MessagePosté: Jeu 07 Aoû, 2003 12:14
de Sedullos
Salut à tous,

deux remarques :

Lug n'est ni borgne, manchot, ni unijamiste, ce n'est pas un enfant de Calatin, mutilé sur ordre de Medb : il prend une posture, avec 1 oeil, 1 bras, 1 jambe pour combattre son grand-père le Fomoré Balor.

Par cette posture, il devient Fomoré le temps de vaincre Balor.

le conte tsigane rassemble des motifs qui me font penser à un conte populaire russe du recueil d'Afanassiev, mais je ne sais plus lequel.

sed...

MessagePosté: Jeu 07 Aoû, 2003 13:44
de Marc'heg an Avel
Question bete :

S'il est borgne, manchot, et unijambiste, je suppose que c'est d'un seul coté !

C'est à dire qu'on voit l'oeil droit, le bras droit, la jambre droite ! (ou les gauches ?!)

Si cela était, on pourrait donc s'inspirer des statues de profil égyptiennes ou crétoises.

Et ce n'est pas parce qu'on n'en voit qu'un seul coté qu'il n'y en n'a pas deux ???!!!

Seulement, l'autre coté, on ne le voit pas ! Meme s'il existe !

A ce niveau de réflexion, on n'est plus borgne, on est louche.

JC Even :D :D :D

MessagePosté: Jeu 07 Aoû, 2003 16:02
de HornedCrapi
[quote="Fergus Bodu"] Arrive ce bon Jésus qui, pour changer un fer à un cheval, ôte carrément la jambe du cheval, lui pose un nouveau fer, et remet la jambe à l'animal qui ne s'était aperçu de rien.

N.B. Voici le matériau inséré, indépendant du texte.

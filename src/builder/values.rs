//! Builder folding a document into a path/value store.
//!
//! Each tag opens a path below its parent; the trimmed text inside a tag
//! becomes the value of that path. Useful for configuration-like documents:
//!
//! ```text
//! {config {foo 1} {bar 2} {yadda {up down} {down up}}}
//! ```
//!
//! yields `config/foo = 1`, `config/bar = 2`, `config/yadda/up = down` and
//! `config/yadda/down = up`.

use super::{Builder, ALREADY_DONE, NOT_YET_DONE};
use crate::errors::{Result, SmlError};
use crate::syntax::tag::Tag;
use serde::ser::{Serialize, Serializer};
use std::collections::BTreeMap;

/// Paths and their optional values, ordered by path.
#[derive(Debug, Clone, Default, PartialEq, Eq)]
pub struct PathValues {
    entries: BTreeMap<Vec<String>, Option<String>>,
}

impl PathValues {
    /// Value stored at `path`; `None` if the path is unknown or has no value.
    pub fn get(&self, path: &[&str]) -> Option<&str> {
        let key: Vec<String> = path.iter().map(|s| s.to_string()).collect();
        self.entries.get(&key).and_then(|v| v.as_deref())
    }

    pub fn contains(&self, path: &[&str]) -> bool {
        let key: Vec<String> = path.iter().map(|s| s.to_string()).collect();
        self.entries.contains_key(&key)
    }

    pub fn iter(&self) -> impl Iterator<Item = (&[String], Option<&str>)> {
        self.entries
            .iter()
            .map(|(path, value)| (path.as_slice(), value.as_deref()))
    }

    pub fn len(&self) -> usize {
        self.entries.len()
    }

    pub fn is_empty(&self) -> bool {
        self.entries.is_empty()
    }
}

impl Serialize for PathValues {
    fn serialize<S: Serializer>(&self, serializer: S) -> Result<S::Ok, S::Error> {
        serializer.collect_map(
            self.entries
                .iter()
                .map(|(path, value)| (path.join("/"), value)),
        )
    }
}

/// Builds [`PathValues`]; path components are the full tags, e.g. `li:1`.
#[derive(Debug, Default)]
pub struct PathValueBuilder {
    path: Vec<String>,
    values: PathValues,
    done: bool,
}

impl PathValueBuilder {
    pub fn new() -> Self {
        Self::default()
    }

    pub fn is_done(&self) -> bool {
        self.done
    }

    pub fn values(&self) -> Result<&PathValues> {
        if !self.done {
            return Err(SmlError::protocol(NOT_YET_DONE));
        }
        Ok(&self.values)
    }

    pub fn finish(self) -> Result<PathValues> {
        if !self.done {
            return Err(SmlError::protocol(NOT_YET_DONE));
        }
        Ok(self.values)
    }

    fn ensure_open(&self) -> Result<()> {
        if self.done {
            return Err(SmlError::protocol(ALREADY_DONE));
        }
        Ok(())
    }
}

impl Builder for PathValueBuilder {
    fn begin_tag_node(&mut self, tag: Tag) -> Result<()> {
        self.ensure_open()?;
        self.path.push(tag.to_string());
        self.values.entries.entry(self.path.clone()).or_insert(None);
        Ok(())
    }

    fn end_tag_node(&mut self) -> Result<()> {
        self.ensure_open()?;
        if self.path.pop().is_none() {
            return Err(SmlError::protocol("no opening tag"));
        }
        if self.path.is_empty() {
            self.done = true;
        }
        Ok(())
    }

    fn text_node(&mut self, text: String) -> Result<()> {
        self.ensure_open()?;
        let Some(slot) = self.values.entries.get_mut(&self.path) else {
            return Err(SmlError::protocol("no opening tag for text"));
        };
        let text = text.trim();
        if text.is_empty() {
            return Ok(());
        }
        if slot.is_some() {
            return Err(SmlError::protocol(format!(
                "node has multiple values: {}",
                self.path.join("/")
            )));
        }
        *slot = Some(text.to_string());
        Ok(())
    }

    fn raw_node(&mut self, raw: String) -> Result<()> {
        self.text_node(raw)
    }

    fn comment_node(&mut self, _comment: String) -> Result<()> {
        self.ensure_open()?;
        if self.path.is_empty() {
            return Err(SmlError::protocol("no opening tag for comment"));
        }
        Ok(())
    }
}

#[cfg(test)]
mod tests {
    use super::*;

    fn tag(raw: &str) -> Tag {
        Tag::new(raw).unwrap()
    }

    #[test]
    fn stores_trimmed_values_by_path() {
        let mut builder = PathValueBuilder::new();
        builder.begin_tag_node(tag("config")).unwrap();
        builder.begin_tag_node(tag("name")).unwrap();
        builder.text_node("  demo \n".into()).unwrap();
        builder.comment_node("ignored".into()).unwrap();
        builder.end_tag_node().unwrap();
        builder.begin_tag_node(tag("empty")).unwrap();
        builder.text_node("   ".into()).unwrap();
        builder.end_tag_node().unwrap();
        builder.end_tag_node().unwrap();

        let values = builder.finish().unwrap();
        assert_eq!(values.len(), 3);
        assert_eq!(values.get(&["config", "name"]), Some("demo"));
        assert!(values.contains(&["config", "empty"]));
        assert_eq!(values.get(&["config", "empty"]), None);
        assert_eq!(values.get(&["config"]), None);
    }

    #[test]
    fn second_value_for_a_path_is_rejected() {
        let mut builder = PathValueBuilder::new();
        builder.begin_tag_node(tag("foo")).unwrap();
        builder.begin_tag_node(tag("bar")).unwrap();
        builder.text_node("1".into()).unwrap();
        builder.end_tag_node().unwrap();
        builder.begin_tag_node(tag("bar")).unwrap();
        let err = builder.raw_node("2".into()).unwrap_err();
        assert!(err.to_string().contains("node has multiple values"));
    }

    #[test]
    fn values_before_completion_fail() {
        let mut builder = PathValueBuilder::new();
        builder.begin_tag_node(tag("a")).unwrap();
        assert!(matches!(builder.values(), Err(SmlError::Protocol { .. })));
        builder.end_tag_node().unwrap();
        assert!(builder.values().is_ok());
        assert!(matches!(builder.text_node("x".into()), Err(SmlError::Protocol { .. })));
    }

    #[test]
    fn content_without_open_tag_is_rejected() {
        let mut builder = PathValueBuilder::new();
        assert!(matches!(builder.text_node("x".into()), Err(SmlError::Protocol { .. })));
        assert!(matches!(builder.raw_node("x".into()), Err(SmlError::Protocol { .. })));
        let err = builder.comment_node("x".into()).unwrap_err();
        assert_eq!(err.to_string(), "protocol error: no opening tag for comment");
        assert!(matches!(builder.end_tag_node(), Err(SmlError::Protocol { .. })));
    }

    #[test]
    fn serializes_as_flat_map() {
        let mut builder = PathValueBuilder::new();
        builder.begin_tag_node(tag("a")).unwrap();
        builder.begin_tag_node(tag("b:1")).unwrap();
        builder.text_node("x".into()).unwrap();
        builder.end_tag_node().unwrap();
        builder.end_tag_node().unwrap();
        let json = serde_json::to_value(builder.finish().unwrap()).unwrap();
        assert_eq!(json, serde_json::json!({"a": null, "a/b:1": "x"}));
    }
}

Depuis ce temps, saint Loy est devenu un fidèle du Christ.

Y a pas à dire, Jésus a toujours eu 1 bon sens pratique... pourquoi faire simple quand on peut tout exploser et reconstruire...

Enfin :lol:

Dans le genre uni-quelque chose, il y a 1 sorcière assez "amusante". Elle n'a qu'un bras, qu'une jambe, je crois qu'elle n'a qu'un oeil, mais en plus de ça elle n'a qu'1 seule dent, très longue, sur laquelle elle s'appuie comme sur une béquille. Je crois que c'est Finn qui a la chance de la rencontrer :P

MessagePosté: Jeu 07 Aoû, 2003 19:42
de Muskull
Lug n'est ni borgne, manchot, ni unijamiste, ce n'est pas un enfant de Calatin, mutilé sur ordre de Medb : il prend une posture, avec 1 oeil, 1 bras, 1 jambe pour combattre son grand-père le Fomoré Balor.


Oui, tout a fait Sed, mais cette "danse guerrière" fait penser au conte tsigane et à la possible mutation d'un mythe d'un "dieu du ciel" archaïque.
Il fait aussi penser à un possible "art martial" mais c'est un autre sujet...

Autre chose : Loup est leu en vieux français (surtout en île de France et picardie) mais aussi un nom de Lug...
Comment se fait la différence en toponymie entre Lug et saint Leu, évêque de Sens ? Question de néophyte :?